Across the records below, count the lines that contain "text" and write down only the count.

*** Opening of GIVEN ENTRIES ***

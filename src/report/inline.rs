/*!
 * Inline style tokenizer for body lines.
 *
 * Every non-overlapping `**` toggles emphasis, scanning left to right. The
 * 1st, 3rd, 5th... occurrence opens emphasis and the 2nd, 4th... closes it.
 *
 * A trailing unmatched opener emphasizes everything up to the end of the
 * line (open-ended emphasis).
 *
 * Empty plain segments are skipped, so `**bold**` yields a single span.
 * Empty emphasized segments (`a****b`) are kept as zero-length spans, and
 * adjacent spans are never merged.
 */

use super::model::Span;

/// Paired delimiter marking emphasized text
pub const EMPHASIS_DELIMITER: &str = "**";

/// Split a body line into plain and emphasized spans.
///
/// Always returns at least one span; an input that yields nothing
/// (for instance the empty string) produces a single plain empty span.
pub fn tokenize(line: &str) -> Vec<Span> {
    let mut spans: Vec<Span> = line
        .split(EMPHASIS_DELIMITER)
        .enumerate()
        .filter_map(|(index, segment)| {
            let emphasized = index % 2 == 1;
            if !emphasized && segment.is_empty() {
                return None;
            }
            Some(Span {
                text: segment.to_string(),
                emphasized,
            })
        })
        .collect();

    if spans.is_empty() {
        spans.push(Span::plain(""));
    }

    spans
}

/// Whether a line leaves an emphasis opener unmatched.
pub fn has_unmatched_delimiter(line: &str) -> bool {
    line.matches(EMPHASIS_DELIMITER).count() % 2 == 1
}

*** Close of GIVEN ENTRIES ***

_TASK OUTPUT_. 2